Daniel Blatman e Amos Goldberg, historiadores do Holocausto

O artigo “Fome em Gaza foi mais um pretexto para desinformação em tempo de guerra” (PÚBLICO, 27/7/2025) dá conta de uma onda de desinformação nas redes sociais a contestar a veracidade de fotografias que ilustram a situação de fome extrema em Gaza, em particular imagens dramáticas de crianças que fizeram capa em jornais de todo o mundo. Os riscos da manipulação de imagens com recurso a Inteligência Artificial no contexto do negacionismo histórico, em particular do Holocausto, foram sumarizados num artigo do Times of Israel que remete para um alerta do museu de Auschwitz que refere a divulgação nas redes sociais de fotografias editadas de vítimas com o objetivo de falsificar a História com recurso a deepfakes e negar as atrocidades nazis.

No caso presente do genocídio em Gaza em todas as suas vertentes, nomeadamente o uso da fome como arma de guerra, existe uma tentativa de negar a realidade da barbárie que nos chega diariamente em live-streaming. E a realidade é que, de 20 a 30 de julho, o número de mortes pela fome subiu de 18 para 150, enquanto que desde 27 de maio cerca de 1400 palestinianos foram mortos pelas IDF quando se dirigiam para os postos de abastecimento da Gaza Humanitarian Foundation. Até 2 de agosto o número de vítimas das IDF era de 60.249 mortos e 147.089 feridos. Na edição de 30 de Julho, o Washington Post publicou a lista dos nomes de 18.500 crianças mortas. Esta é a realidade.

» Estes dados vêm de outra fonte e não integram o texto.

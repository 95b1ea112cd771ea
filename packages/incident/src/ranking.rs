//! Top-N location ranking over incident records.
//!
//! Locations are grouped in first-seen order, stably sorted by ascending
//! total and truncated to the highest `limit` entries. The surviving
//! locations keep ascending order so a consumer stacking bars one after the
//! other puts the busiest location at the far end of the axis.
//!
//! Sums saturate at `u64::MAX`. Tables from [`crate::load`] are already
//! rejected when their counts overflow, so saturation only affects records
//! built by hand.

use std::collections::{BTreeMap, BTreeSet};

use camden_incident_models::{
    CategorySeries, DEFAULT_TOP_LOCATIONS, IncidentCategory, IncidentRecord, LocationTotal,
    RankedIncidents,
};

/// Sums incident counts per location.
///
/// Returns one entry per distinct location, in the order each location is
/// first seen in `records`.
#[must_use]
pub fn location_totals(records: &[IncidentRecord]) -> Vec<LocationTotal> {
    let mut index: BTreeMap<&str, usize> = BTreeMap::new();
    let mut totals: Vec<LocationTotal> = Vec::new();

    for record in records {
        if let Some(&i) = index.get(record.location.as_str()) {
            totals[i].total = totals[i].total.saturating_add(record.count);
        } else {
            index.insert(record.location.as_str(), totals.len());
            totals.push(LocationTotal {
                location: record.location.clone(),
                total: record.count,
            });
        }
    }

    totals
}

/// Returns the `limit` highest location totals in ascending order.
///
/// Equal totals keep first-seen order, so when a tie straddles the cutoff
/// the later-seen locations are the ones retained.
#[must_use]
pub fn top_location_totals(records: &[IncidentRecord], limit: usize) -> Vec<LocationTotal> {
    let mut totals = location_totals(records);
    // `sort_by_key` is stable
    totals.sort_by_key(|t| t.total);
    let keep = limit.min(totals.len());
    totals.split_off(totals.len() - keep)
}

/// Ranks locations by incident volume and filters the records down to the
/// top `limit` locations.
///
/// `grand_total` always covers the full input regardless of truncation.
#[must_use]
pub fn rank_top_locations(records: &[IncidentRecord], limit: usize) -> RankedIncidents {
    let top_locations: Vec<String> = top_location_totals(records, limit)
        .into_iter()
        .map(|t| t.location)
        .collect();

    let keep: BTreeSet<&str> = top_locations.iter().map(String::as_str).collect();
    let filtered_records = records
        .iter()
        .filter(|r| keep.contains(r.location.as_str()))
        .cloned()
        .collect();

    let grand_total = records
        .iter()
        .fold(0_u64, |sum, r| sum.saturating_add(r.count));

    log::debug!(
        "Ranked {} records: {} top locations, grand total {grand_total}",
        records.len(),
        top_locations.len()
    );

    RankedIncidents {
        top_locations,
        filtered_records,
        grand_total,
    }
}

/// [`rank_top_locations`] with the default limit of
/// [`DEFAULT_TOP_LOCATIONS`].
#[must_use]
pub fn rank_default(records: &[IncidentRecord]) -> RankedIncidents {
    rank_top_locations(records, DEFAULT_TOP_LOCATIONS)
}

/// Pivots ranked records into one series per category for a stacked chart.
///
/// Series appear in the order their category first occurs in
/// `filtered_records`; each series has one count per entry of
/// `top_locations`, zero where the category was not logged.
#[must_use]
pub fn category_breakdown(ranked: &RankedIncidents) -> Vec<CategorySeries> {
    let axis: BTreeMap<&str, usize> = ranked
        .top_locations
        .iter()
        .enumerate()
        .map(|(i, location)| (location.as_str(), i))
        .collect();

    let mut order: BTreeMap<IncidentCategory, usize> = BTreeMap::new();
    let mut series: Vec<CategorySeries> = Vec::new();

    for record in &ranked.filtered_records {
        let Some(&slot) = axis.get(record.location.as_str()) else {
            continue;
        };

        let i = *order.entry(record.category).or_insert_with(|| {
            series.push(CategorySeries {
                category: record.category,
                color: record.category.color().to_string(),
                counts: vec![0; ranked.top_locations.len()],
            });
            series.len() - 1
        });

        let count = &mut series[i].counts[slot];
        *count = count.saturating_add(record.count);
    }

    series
}

#[cfg(test)]
mod tests {
    use camden_incident_models::IncidentCategory::{DrugUsersDealers, Noise, Smoking, Youths};

    use super::*;

    fn scenario() -> Vec<IncidentRecord> {
        vec![
            IncidentRecord::new("A", Noise, 3),
            IncidentRecord::new("B", Youths, 10),
            IncidentRecord::new("A", Smoking, 2),
        ]
    }

    /// `count` locations named `L0..`, location `i` having total `i + 1`.
    fn many_locations(count: usize) -> Vec<IncidentRecord> {
        (0..count)
            .map(|i| IncidentRecord::new(format!("L{i}"), Noise, i as u64 + 1))
            .collect()
    }

    #[test]
    fn totals_follow_first_seen_order() {
        let totals = location_totals(&scenario());
        assert_eq!(
            totals,
            vec![
                LocationTotal {
                    location: "A".to_string(),
                    total: 5
                },
                LocationTotal {
                    location: "B".to_string(),
                    total: 10
                },
            ]
        );
    }

    #[test]
    fn grouping_conserves_mass() {
        let records = many_locations(37);
        let grouped: u64 = location_totals(&records).iter().map(|t| t.total).sum();
        let raw: u64 = records.iter().map(|r| r.count).sum();
        assert_eq!(grouped, raw);
    }

    #[test]
    fn small_scenario_keeps_everything() {
        let records = scenario();
        let ranked = rank_default(&records);
        assert_eq!(ranked.top_locations, vec!["A", "B"]);
        assert_eq!(ranked.grand_total, 15);
        assert_eq!(ranked.filtered_records, records);
    }

    #[test]
    fn empty_input_degrades_to_empty_output() {
        let ranked = rank_default(&[]);
        assert!(ranked.is_empty());
        assert!(ranked.filtered_records.is_empty());
        assert_eq!(ranked.grand_total, 0);
        assert!(category_breakdown(&ranked).is_empty());
    }

    #[test]
    fn truncates_to_twenty_highest_ascending() {
        let records = many_locations(25);
        let ranked = rank_default(&records);

        assert_eq!(ranked.top_locations.len(), 20);
        assert_eq!(ranked.top_locations.first().map(String::as_str), Some("L5"));
        assert_eq!(ranked.top_locations.last().map(String::as_str), Some("L24"));
        assert_eq!(ranked.filtered_records.len(), 20);
        assert!(
            ranked
                .filtered_records
                .iter()
                .all(|r| r.location != "L0" && r.location != "L4")
        );
    }

    #[test]
    fn grand_total_ignores_truncation() {
        let records = many_locations(25);
        let full: u64 = (1..=25).sum();
        assert_eq!(rank_default(&records).grand_total, full);
        assert_eq!(rank_top_locations(&records, 1).grand_total, full);
        assert_eq!(rank_top_locations(&records, 0).grand_total, full);
    }

    #[test]
    fn ties_keep_first_seen_order() {
        let records = vec![
            IncidentRecord::new("X", Noise, 4),
            IncidentRecord::new("Y", Noise, 4),
            IncidentRecord::new("Z", Noise, 1),
            IncidentRecord::new("W", Noise, 4),
        ];
        let ranked = rank_top_locations(&records, 3);
        assert_eq!(ranked.top_locations, vec!["X", "Y", "W"]);

        let ranked = rank_top_locations(&records, 2);
        assert_eq!(ranked.top_locations, vec!["Y", "W"]);
    }

    #[test]
    fn filtered_records_keep_input_order() {
        let records = vec![
            IncidentRecord::new("B", Youths, 10),
            IncidentRecord::new("C", Noise, 1),
            IncidentRecord::new("A", Noise, 3),
            IncidentRecord::new("B", Smoking, 1),
            IncidentRecord::new("A", Smoking, 9),
        ];
        let ranked = rank_top_locations(&records, 2);
        assert_eq!(ranked.top_locations, vec!["B", "A"]);
        assert_eq!(
            ranked.filtered_records,
            vec![
                records[0].clone(),
                records[2].clone(),
                records[3].clone(),
                records[4].clone(),
            ]
        );
    }

    #[test]
    fn exactly_twenty_locations_are_all_kept() {
        let records = many_locations(20);
        let ranked = rank_default(&records);
        assert_eq!(ranked.top_locations.len(), 20);
        assert_eq!(ranked.filtered_records, records);
    }

    #[test]
    fn twenty_first_location_is_dropped() {
        let records = many_locations(21);
        let ranked = rank_default(&records);
        assert_eq!(ranked.top_locations.len(), 20);
        assert_eq!(ranked.top_locations.first().map(String::as_str), Some("L1"));
        assert_eq!(ranked.filtered_records, records[1..].to_vec());
        assert_eq!(ranked.grand_total, (1..=21).sum::<u64>());
    }

    #[test]
    fn huge_counts_saturate_instead_of_overflowing() {
        let half = u64::MAX / 2 + 1;
        let records = vec![
            IncidentRecord::new("A", Noise, half),
            IncidentRecord::new("B", Noise, half),
            IncidentRecord::new("B", Youths, half),
        ];
        let ranked = rank_default(&records);
        assert_eq!(ranked.grand_total, u64::MAX);
        assert_eq!(ranked.top_locations, vec!["A", "B"]);
        assert_eq!(
            location_totals(&records)[1].total,
            u64::MAX,
            "B's total saturates"
        );
    }

    #[test]
    fn ranking_is_idempotent() {
        let records = many_locations(30);
        assert_eq!(rank_default(&records), rank_default(&records));
    }

    #[test]
    fn breakdown_aligns_counts_with_location_axis() {
        let records = vec![
            IncidentRecord::new("A", Noise, 3),
            IncidentRecord::new("B", DrugUsersDealers, 10),
            IncidentRecord::new("A", DrugUsersDealers, 2),
            IncidentRecord::new("A", Noise, 1),
        ];
        let ranked = rank_default(&records);
        assert_eq!(ranked.top_locations, vec!["A", "B"]);

        let series = category_breakdown(&ranked);
        assert_eq!(series.len(), 2);
        assert_eq!(series[0].category, Noise);
        assert_eq!(series[0].counts, vec![4, 0]);
        assert_eq!(series[1].category, DrugUsersDealers);
        assert_eq!(series[1].counts, vec![2, 10]);
        assert_eq!(series[1].color, "#DC3912");
    }
}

A desinformação sobre Gaza faz parte de uma estratégia negacionista de Israel por via da publicação de estudos a contestar a realidade, propaganda difundida em murais de organismos estatais e recurso a ativistas travestidos de jornalistas e comentadores televisivos “independentes”. O estudo “Debunking the Genocide Allegations: A Reexamination of the Israel-Hamas War (2023-2025)“, publicado a 9 de julho passado, da autoria dos historiadores militares Danny Orbach e Yagil Henkin, do bioquímico e epidemiologista Jonathan Boxman e do advogado Jonathan Braverman, assume-se como uma crítica ao relatório “Bearing Witness to the Israel-Gaza War”, do historiador Lee Mordechai, que compilou uma base de dados de vídeos, fotografias, testemunhos, relatórios e documentos de investigação sobre os crimes de guerra das IDF.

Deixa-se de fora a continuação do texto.